La mitología mesopotámica agrupa las creencias de las civilizaciones que habitaron entre los ríos Tigris y Éufrates (sumerios, acadios, babilonios y asirios). Se caracterizó por un panteón politeísta y antropomórfico, donde los dioses representaban fuerzas naturales y el ser humano fue creado para servirles.
Para los pueblos mesopotámicos, el universo surgió del agua primordial, dividida en Apsú (el agua dulce masculina) y Tiamat (el mar femenino).

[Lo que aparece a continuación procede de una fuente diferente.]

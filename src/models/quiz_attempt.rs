// src/models/quiz_attempt.rs

use std::collections::HashSet;

use serde::{Deserialize, Serialize};
use sqlx::FromRow;
use validator::{Validate, ValidationError};

use crate::{error::AppError, models::topic::SLUG_REGEX};

/// Represents the 'quiz_attempts' table in the database.
/// One row per submission, never updated afterwards.
#[derive(Debug, Clone, FromRow, Serialize)]
pub struct QuizAttempt {
    pub id: i64,
    pub user_id: i64,
    pub topic_id: i64,

    /// Number of correct answers.
    pub score: i32,
    pub total_questions: i32,

    /// `score / total_questions * 100`, rounded to 2 decimals.
    pub percentage: f64,

    /// Total time the client reported, in seconds.
    pub time_taken: i32,
    pub completed_at: chrono::DateTime<chrono::Utc>,
}

/// Represents the 'user_answers' table. Owned by a `QuizAttempt`.
#[derive(Debug, Clone, FromRow, Serialize)]
pub struct UserAnswer {
    pub id: i64,
    pub attempt_id: i64,
    pub question_id: i64,
    pub selected_answer: i32,
    pub is_correct: bool,
    pub time_taken: i32,
}

/// Everything needed to persist one scored submission.
#[derive(Debug, Clone)]
pub struct NewAttempt {
    pub user_id: i64,
    pub topic_id: i64,
    pub score: i32,
    pub total_questions: i32,
    pub percentage: f64,
    pub time_taken: i32,
    pub answers: Vec<NewUserAnswer>,
}

#[derive(Debug, Clone)]
pub struct NewUserAnswer {
    pub question_id: i64,
    pub selected_answer: i32,
    pub is_correct: bool,
    pub time_taken: i32,
}

/// One answer as sent by the client.
#[derive(Debug, Clone, Deserialize, Serialize, Validate)]
pub struct SubmittedAnswer {
    #[validate(range(min = 1, message = "question_id must be a positive id"))]
    pub question_id: i64,

    /// Selected option index; `-1` means the question was left unanswered.
    #[validate(range(min = -1, message = "selected_answer must be -1 or a valid option index"))]
    pub selected_answer: i32,

    #[serde(default)]
    #[validate(range(min = 0, message = "time_taken cannot be negative"))]
    pub time_taken: i32,
}

/// Raw body of `POST /quiz/submit`.
#[derive(Debug, Deserialize, Validate)]
pub struct SubmitQuizRequest {
    #[validate(
        length(min = 1, max = 100, message = "topic_slug is required"),
        regex(path = *SLUG_REGEX, message = "topic_slug is not a valid slug")
    )]
    pub topic_slug: String,

    #[validate(
        length(min = 1, max = 100, message = "answers must contain between 1 and 100 entries"),
        custom(function = validate_unique_questions),
        nested
    )]
    pub answers: Vec<SubmittedAnswer>,

    #[serde(default)]
    #[validate(range(min = 0, message = "total_time cannot be negative"))]
    pub total_time: i32,
}

/// Rejects submissions that answer the same question more than once.
fn validate_unique_questions(answers: &[SubmittedAnswer]) -> Result<(), ValidationError> {
    let mut seen = HashSet::with_capacity(answers.len());
    if answers.iter().all(|a| seen.insert(a.question_id)) {
        Ok(())
    } else {
        Err(ValidationError::new("duplicate_question_id")
            .with_message("each question may be answered only once".into()))
    }
}

/// A submission that passed validation. Only this type reaches the scoring engine.
#[derive(Debug, Clone)]
pub struct QuizSubmission {
    pub topic_slug: String,
    pub answers: Vec<SubmittedAnswer>,
    pub total_time: i32,
}

impl QuizSubmission {
    pub fn question_ids(&self) -> Vec<i64> {
        self.answers.iter().map(|a| a.question_id).collect()
    }
}

impl TryFrom<SubmitQuizRequest> for QuizSubmission {
    type Error = AppError;

    fn try_from(req: SubmitQuizRequest) -> Result<Self, Self::Error> {
        req.validate()?;

        Ok(Self {
            topic_slug: req.topic_slug,
            answers: req.answers,
            total_time: req.total_time,
        })
    }
}

/// Attempt joined with its topic, as listed in the history view.
#[derive(Debug, Serialize, FromRow)]
pub struct AttemptHistoryEntry {
    pub id: i64,
    pub score: i32,
    pub total_questions: i32,
    pub percentage: f64,
    pub time_taken: i32,
    pub completed_at: chrono::DateTime<chrono::Utc>,
    pub topic_name: String,
    pub topic_slug: String,
    pub topic_icon: Option<String>,
}

/// Aggregate numbers for one user. All zero when the user has no attempts.
#[derive(Debug, Default, Serialize, FromRow)]
pub struct UserStats {
    pub total_quizzes: i64,
    pub avg_score: f64,
    pub total_points: i64,
    pub topics_attempted: i64,
}

/// Aggregated struct for displaying the leaderboard.
/// Represents a row grouped from `users` and `quiz_attempts`.
#[derive(Debug, Serialize, FromRow)]
pub struct LeaderboardEntry {
    pub username: String,
    pub total_quizzes: i64,
    pub total_points: i64,
    pub avg_score: f64,
}

#[derive(Debug, Deserialize)]
pub struct HistoryParams {
    pub limit: Option<i64>,
}

#[derive(Debug, Deserialize)]
pub struct LeaderboardParams {
    pub limit: Option<i64>,
    /// Restrict the ranking to one topic slug.
    pub topic: Option<String>,
}

#[cfg(test)]
mod tests {
    use super::*;
    use serde_json::json;

    fn parse(body: serde_json::Value) -> Result<QuizSubmission, AppError> {
        let req: SubmitQuizRequest = serde_json::from_value(body)?;
        QuizSubmission::try_from(req)
    }

    #[test]
    fn accepts_well_formed_submission() {
        let submission = parse(json!({
            "topic_slug": "javascript",
            "answers": [
                { "question_id": 1, "selected_answer": 2, "time_taken": 12 },
                { "question_id": 2, "selected_answer": -1, "time_taken": 30 }
            ],
            "total_time": 42
        }))
        .unwrap();

        assert_eq!(submission.topic_slug, "javascript");
        assert_eq!(submission.question_ids(), vec![1, 2]);
        assert_eq!(submission.total_time, 42);
    }

    #[test]
    fn total_time_defaults_to_zero() {
        let submission = parse(json!({
            "topic_slug": "python",
            "answers": [{ "question_id": 5, "selected_answer": 0 }]
        }))
        .unwrap();

        assert_eq!(submission.total_time, 0);
        assert_eq!(submission.answers[0].time_taken, 0);
    }

    #[test]
    fn rejects_empty_answers() {
        let err = parse(json!({ "topic_slug": "javascript", "answers": [], "total_time": 0 }))
            .unwrap_err();
        assert!(matches!(err, AppError::Validation(_)));
    }

    #[test]
    fn rejects_oversized_submission() {
        let answers: Vec<_> = (1..=101)
            .map(|id| json!({ "question_id": id, "selected_answer": 0, "time_taken": 1 }))
            .collect();

        let err = parse(json!({ "topic_slug": "javascript", "answers": answers })).unwrap_err();

        match err {
            AppError::Validation(errors) => {
                let field = errors.field_errors()["answers"];
                assert_eq!(field[0].code, "length");
                // The offending list is echoed back in the error params.
                assert!(field[0].params.contains_key("value"));
            }
            other => panic!("unexpected error: {other:?}"),
        }
    }

    #[test]
    fn rejects_duplicate_question_ids() {
        let err = parse(json!({
            "topic_slug": "javascript",
            "answers": [
                { "question_id": 3, "selected_answer": 1, "time_taken": 5 },
                { "question_id": 3, "selected_answer": 1, "time_taken": 5 }
            ]
        }))
        .unwrap_err();

        match err {
            AppError::Validation(errors) => assert!(errors.field_errors().contains_key("answers")),
            other => panic!("unexpected error: {other:?}"),
        }
    }

    #[test]
    fn rejects_bad_slug_and_negative_times() {
        assert!(parse(json!({
            "topic_slug": "Not A Slug",
            "answers": [{ "question_id": 1, "selected_answer": 0 }]
        }))
        .is_err());

        assert!(parse(json!({
            "topic_slug": "javascript",
            "answers": [{ "question_id": 1, "selected_answer": 0, "time_taken": -3 }]
        }))
        .is_err());

        assert!(parse(json!({
            "topic_slug": "javascript",
            "answers": [{ "question_id": 1, "selected_answer": -2 }]
        }))
        .is_err());

        assert!(parse(json!({
            "topic_slug": "javascript",
            "answers": [{ "question_id": 1, "selected_answer": 0 }],
            "total_time": -1
        }))
        .is_err());
    }

    #[test]
    fn missing_fields_fail_to_deserialize() {
        let err = parse(json!({ "answers": [] })).unwrap_err();
        assert!(matches!(err, AppError::BadRequest(_)));
    }
}
// src/handlers/quiz.rs

use std::sync::Arc;

use axum::{
    Extension, Json,
    extract::{Path, State},
    response::IntoResponse,
};
use serde::Deserialize;
use serde_json::json;
use sqlx::PgPool;

use crate::{
    config::{Config, DEFAULT_HISTORY_LIMIT, MAX_HISTORY_LIMIT},
    error::AppError,
    models::{
        question::Difficulty,
        quiz_attempt::{HistoryParams, LeaderboardParams, QuizSubmission, SubmitQuizRequest},
    },
    repositories::{PgQuizStore, attempts},
    services::quiz_session,
    utils::{
        extract::{ApiJson, ApiQuery},
        jwt::Claims,
    },
};

#[derive(Debug, Deserialize)]
pub struct StartQuizParams {
    pub limit: Option<i64>,
    pub difficulty: Option<Difficulty>,
}

fn clamp_limit(limit: Option<i64>) -> i64 {
    limit.unwrap_or(DEFAULT_HISTORY_LIMIT).clamp(1, MAX_HISTORY_LIMIT)
}

/// Starts a quiz for a topic.
///
/// Returns a random question set with correct answers and explanations withheld,
/// plus the advisory per-question time budget.
pub async fn start_quiz(
    State(pool): State<PgPool>,
    State(config): State<Arc<Config>>,
    Path(slug): Path<String>,
    ApiQuery(params): ApiQuery<StartQuizParams>,
) -> Result<impl IntoResponse, AppError> {
    let store = PgQuizStore::new(pool);
    let limit = config.quiz_limit(params.limit);

    let quiz = quiz_session::start_quiz(&store, &slug, limit, params.difficulty).await?;

    Ok(Json(json!({
        "success": true,
        "topic": quiz.topic,
        "questions": quiz.questions,
        "total_questions": quiz.total_questions,
        "time_per_question": quiz.time_per_question,
    })))
}

/// Submits a user's quiz answers and scores them.
///
/// * Validates the token and extracts User ID.
/// * Validates the body into a `QuizSubmission`.
/// * Compares answers with the authoritative question records.
/// * Records the attempt and its answers in one transaction.
pub async fn submit_quiz(
    State(pool): State<PgPool>,
    State(config): State<Arc<Config>>,
    Extension(claims): Extension<Claims>,
    ApiJson(req): ApiJson<SubmitQuizRequest>,
) -> Result<impl IntoResponse, AppError> {
    let user_id = claims.user_id()?;
    let submission = QuizSubmission::try_from(req)?;
    let store = PgQuizStore::new(pool);

    let result = quiz_session::submit_quiz(
        &store,
        user_id,
        submission,
        config.unmatched_question_policy,
    )
    .await?;

    Ok(Json(json!({
        "success": true,
        "message": "Quiz submitted successfully",
        "result": result,
    })))
}

/// Lists the current user's attempts, newest first.
pub async fn get_history(
    State(pool): State<PgPool>,
    Extension(claims): Extension<Claims>,
    ApiQuery(params): ApiQuery<HistoryParams>,
) -> Result<impl IntoResponse, AppError> {
    let history = attempts::list_history(&pool, claims.user_id()?, clamp_limit(params.limit))
        .await
        .map_err(|e| {
            tracing::error!("Failed to fetch quiz history: {:?}", e);
            AppError::from(e)
        })?;

    Ok(Json(json!({
        "success": true,
        "history": history,
    })))
}

/// Aggregate numbers for the current user.
pub async fn get_stats(
    State(pool): State<PgPool>,
    Extension(claims): Extension<Claims>,
) -> Result<impl IntoResponse, AppError> {
    let stats = attempts::user_stats(&pool, claims.user_id()?).await?;

    Ok(Json(json!({
        "success": true,
        "total_quizzes": stats.total_quizzes,
        "avg_score": stats.avg_score,
        "total_points": stats.total_points,
        "topics_attempted": stats.topics_attempted,
    })))
}

/// Ranks users by total points, optionally within one topic.
pub async fn get_leaderboard(
    State(pool): State<PgPool>,
    ApiQuery(params): ApiQuery<LeaderboardParams>,
) -> Result<impl IntoResponse, AppError> {
    let leaderboard = attempts::leaderboard(&pool, params.topic.as_deref(), clamp_limit(params.limit))
        .await
        .map_err(|e| {
            tracing::error!("Failed to fetch leaderboard: {:?}", e);
            AppError::from(e)
        })?;

    Ok(Json(json!({
        "success": true,
        "leaderboard": leaderboard,
    })))
}

#[cfg(test)]
mod tests {
    use super::*;

    #[test]
    fn listing_limits_are_clamped() {
        assert_eq!(clamp_limit(None), DEFAULT_HISTORY_LIMIT);
        assert_eq!(clamp_limit(Some(0)), 1);
        assert_eq!(clamp_limit(Some(25)), 25);
        assert_eq!(clamp_limit(Some(10_000)), MAX_HISTORY_LIMIT);
    }
}
// src/utils/extract.rs

//! `Json` and `Query` extractors whose rejections use the `AppError` envelope.

use axum::{
    Json,
    extract::{FromRequest, FromRequestParts, Query, Request},
    http::request::Parts,
};
use serde::de::DeserializeOwned;

use crate::error::AppError;

/// Like `axum::Json`, but a missing content type or an undecodable body is a 400 `AppError`.
pub struct ApiJson<T>(pub T);

impl<S, T> FromRequest<S> for ApiJson<T>
where
    T: DeserializeOwned,
    S: Send + Sync,
{
    type Rejection = AppError;

    async fn from_request(req: Request, state: &S) -> Result<Self, Self::Rejection> {
        let Json(value) = Json::<T>::from_request(req, state)
            .await
            .map_err(|rejection| AppError::BadRequest(rejection.body_text()))?;
        Ok(ApiJson(value))
    }
}

/// Like `axum::extract::Query`, with the same rejection mapping.
pub struct ApiQuery<T>(pub T);

impl<S, T> FromRequestParts<S> for ApiQuery<T>
where
    T: DeserializeOwned,
    S: Send + Sync,
{
    type Rejection = AppError;

    async fn from_request_parts(parts: &mut Parts, state: &S) -> Result<Self, Self::Rejection> {
        let Query(value) = Query::<T>::from_request_parts(parts, state)
            .await
            .map_err(|rejection| AppError::BadRequest(rejection.body_text()))?;
        Ok(ApiQuery(value))
    }
}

Enuma Elish (también conocido como "Las Siete Tablillas de la Creación") es el mito mesopotámico de la creación cuyo título se deriva de las primeras líneas de la misma obra: "Cuando en lo Alto". El mito cuenta la historia de la victoria del gran dios Marduk sobre las fuerzas del caos y cómo este establece el orden en la creación del mundo. El Enuma Elish más tarde sería la inspiración para los escribas hebreos que crearon el texto ahora conocido como el libro bíblico del Génesis. Antes del siglo XIX, la Biblia se consideraba el libro más antiguo del mundo y se pensaba que sus narraciones eran completamente originales, sin embargo, a mediados del siglo XIX, museos europeos, así como instituciones académicas y religiosas, patrocinaron excavaciones en Mesopotamia con el objetivo de hallar evidencia física para la corroboración histórica de los relatos de la Biblia. Sin embargo, estas excavaciones encontraron todo lo contrario, ya que, una vez que se tradujeron los textos cuneiformes, se entendió que varias narraciones bíblicas eran de origen mesopotámico.
La Epopeya de Gilgamesh: Es la obra literaria más famosa de la región. Narra las aventuras del rey de Uruk en busca de la inmortalidad y contiene el relato de un diluvio universal previo a la tradición bíblica.